Azure Bastion is available in multiple SKUs (tiers), and the tier you choose determines the available features.
Azure Route Server
Azure Route Server streamlines dynamic routing between your network virtual appliance (NVA) and your virtual network. It enables the automatic exchange of routing information using the Border Gateway Protocol (BGP) between any BGP-compatible NVA and the Azure Software Defined Network (SDN) within an Azure Virtual Network (VNet). This eliminates the need for manual configuration or maintenance of route tables, simplifying network management.
The following diagram illustrates how Azure Route Server works with an SDWAN NVA and a security NVA in a virtual network. Once you establish the BGP peering, Azure Route Server receives an on-premises route (10.250.0.0/16) from the SDWAN appliance and a default route (0.0.0.0/0) from the firewall. These routes are then automatically configured on the VMs in the virtual network. As a result, all traffic destined for the on-premises network is sent to the SDWAN appliance, while all internet-bound traffic is sent to the firewall. In the opposite direction, Azure Route Server sends the virtual network address (10.1.0.0/16) to both NVAs. The SDWAN appliance can propagate it further to the on-premises network.
NAT Gateway
Azure NAT Gateway is a fully managed, highly resilient Network Address Translation (NAT) service. It enables instances within a private subnet to connect outbound to the internet while maintaining their privacy. NAT Gateway does not allow unsolicited inbound connections from the internet; only response packets from outbound connections can pass through.

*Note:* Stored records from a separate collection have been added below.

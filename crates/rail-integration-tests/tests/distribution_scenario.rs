//! Integration test: revenue distribution across membership changes.
//!
//! Exercises the complete distribution lifecycle:
//! 1. Three members share a deposit after a 9% admin and 1% protocol fee
//! 2. A member parts and misses the next deposit but keeps its earnings
//! 3. The member re-joins with a newcomer and both share the third deposit
//! 4. Fee recipients accrue withdrawable balances like any member
//! 5. Weighted members receive proportional shares
//!
//! This test uses rail-vault (registry, distribution, withdraw), rail-oracle
//! (fee source) and rail-types.

use std::sync::Arc;

use rail_oracle::DefaultFeeOracle;
use rail_types::events::VaultEvent;
use rail_types::fixed::SCALE;
use rail_types::{Address, Fraction, U256};
use rail_vault::{InitParams, ManualClock, Vault};

const OWNER: Address = Address::repeat_byte(0xa0);
const AGENT: Address = Address::repeat_byte(0xa1);
const DAO: Address = Address::repeat_byte(0xd0);
const OUTSIDER: Address = Address::repeat_byte(0xee);

fn pct(p: u64) -> Fraction {
    Fraction::from_percent(p).expect("percent")
}

fn new_vault() -> Vault {
    let clock = Arc::new(ManualClock::new(1_700_000_000));
    let mut vault = Vault::new(Address::repeat_byte(0x77), clock);
    vault
        .initialize(InitParams {
            owner: OWNER,
            join_part_agents: vec![AGENT],
            admin_fee: pct(9),
            fee_oracle: Arc::new(DefaultFeeOracle::new(pct(1), DAO)),
            metadata: "{}".to_string(),
        })
        .expect("initialize");
    vault
}

fn earnings(vault: &Vault, who: Address) -> u64 {
    vault.earnings(who).expect("known account").as_u64()
}

fn transfer_and_refresh(vault: &mut Vault, amount: u64) {
    vault.receive(U256::from(amount)).expect("receive");
    vault.refresh_revenue().expect("refresh");
}

#[test]
fn distribution_join_part_rejoin_scenario() {
    let mut vault = new_vault();
    let m: Vec<Address> = (1..=3).map(Address::repeat_byte).collect();
    let newcomer = Address::repeat_byte(4);
    vault.add_members(AGENT, &m).expect("add members");

    // =========================================================
    // First deposit: 3000 split three ways after 10% fees
    // =========================================================
    transfer_and_refresh(&mut vault, 3000);
    // repeating the refresh distributes nothing
    assert_eq!(vault.refresh_revenue().expect("refresh"), U256::zero());

    let stats = vault.stats();
    assert_eq!(stats.total_earnings, U256::from(2700));
    assert_eq!(stats.total_admin_fees, U256::from(270));
    assert_eq!(stats.total_protocol_fees, U256::from(30));
    assert_eq!(earnings(&vault, OWNER), 270);
    assert_eq!(earnings(&vault, DAO), 30);
    for member in &m {
        assert_eq!(earnings(&vault, *member), 900);
    }

    // =========================================================
    // Part one member, second deposit goes to the other two
    // =========================================================
    vault.part_member(AGENT, m[0]).expect("part");
    assert_eq!(earnings(&vault, m[0]), 900);
    transfer_and_refresh(&mut vault, 2000);

    let stats = vault.stats();
    assert_eq!(stats.total_earnings, U256::from(4500));
    assert_eq!(stats.total_admin_fees, U256::from(450));
    assert_eq!(stats.total_protocol_fees, U256::from(50));
    assert_eq!(earnings(&vault, m[0]), 900);
    assert_eq!(earnings(&vault, m[1]), 1800);
    assert_eq!(earnings(&vault, m[2]), 1800);

    // =========================================================
    // Re-join plus a newcomer, third deposit split four ways
    // =========================================================
    vault.add_member(AGENT, m[0]).expect("re-join");
    vault.add_member(AGENT, newcomer).expect("newcomer");
    transfer_and_refresh(&mut vault, 4000);

    let stats = vault.stats();
    assert_eq!(stats.total_earnings, U256::from(8100));
    assert_eq!(stats.total_admin_fees, U256::from(810));
    assert_eq!(stats.total_protocol_fees, U256::from(90));
    assert_eq!(earnings(&vault, OWNER), 810);
    assert_eq!(earnings(&vault, DAO), 90);
    assert_eq!(earnings(&vault, newcomer), 900);
    let final_earnings: Vec<u64> = m.iter().map(|a| earnings(&vault, *a)).collect();
    assert_eq!(final_earnings, vec![1800, 2700, 2700]);
    assert_eq!(stats.total_revenue, U256::from(9000));

    vault.part_member(AGENT, newcomer).expect("part newcomer");
    assert_eq!(vault.active_member_count(), 3);
}

#[test]
fn distribution_refresh_by_anyone_emits_revenue_events() {
    let mut vault = new_vault();
    vault
        .add_members(AGENT, &[Address::repeat_byte(1), Address::repeat_byte(2)])
        .expect("add");
    vault.take_events();

    vault.receive(U256::from(1000)).expect("receive");
    assert_eq!(vault.undistributed_balance(), Ok(U256::from(1000)));
    vault.refresh_revenue().expect("refresh");
    assert_eq!(vault.undistributed_balance(), Ok(U256::zero()));

    let names: Vec<&str> = vault.events().iter().map(|e| e.kind.name()).collect();
    assert!(names.contains(&"RevenueReceived"));
    assert!(names.contains(&"NewEarnings"));
    assert!(names.contains(&"AdminFeeCharged"));
    assert!(names.contains(&"ProtocolFeeCharged"));
    assert!(vault.events().iter().any(|e| e.kind
        == VaultEvent::RevenueReceived {
            amount: U256::from(1000)
        }));
}

#[test]
fn distribution_weighted_members() {
    let mut vault = new_vault();
    let members: Vec<Address> = (1..=3).map(Address::repeat_byte).collect();
    let weights: Vec<U256> = (1..=3u64).map(|w| SCALE * U256::from(w)).collect();
    vault
        .add_members_with_weights(AGENT, &members, &weights)
        .expect("add weighted");

    // 6000 deposit, 5400 to members in 1:2:3
    transfer_and_refresh(&mut vault, 6000);
    let shares: Vec<u64> = members.iter().map(|a| earnings(&vault, *a)).collect();
    assert_eq!(shares, vec![900, 1800, 2700]);

    // weight 1 -> 3 only affects later deposits
    vault
        .set_member_weight(AGENT, members[0], SCALE * U256::from(3))
        .expect("reweight");
    transfer_and_refresh(&mut vault, 8000);
    let shares: Vec<u64> = members.iter().map(|a| earnings(&vault, *a)).collect();
    assert_eq!(shares, vec![900 + 2700, 1800 + 1800, 2700 + 2700]);
}

#[test]
fn distribution_outsider_cannot_change_membership() {
    let mut vault = new_vault();
    assert!(vault.add_member(OUTSIDER, Address::repeat_byte(1)).is_err());
    assert!(vault.set_admin_fee(OUTSIDER, pct(5)).is_err());
    assert_eq!(vault.active_member_count(), 0);
    assert_eq!(vault.admin_fee(), pct(9));
}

NAT Gateway offers dynamic SNAT (Source Network Address Translation) port functionality, which automatically scales outbound connectivity and helps mitigate the risk of SNAT port exhaustion.
Traffic Manager
Azure Traffic Manager is a DNS-based load balancer that optimizes traffic distribution to services across global Azure regions, ensuring high availability and responsiveness. It supports various traffic-routing methods, including priority, weighted, performance, geographic, multi-value, and subnet-based routing.
The following diagram illustrates endpoint priority-based routing with Traffic Manager:
Azure Traffic Manager offers six traffic-routing methods to direct network traffic to various service endpoints. Each Traffic Manager profile uses its specified routing method to handle DNS queries and determine which endpoint is returned in the DNS response.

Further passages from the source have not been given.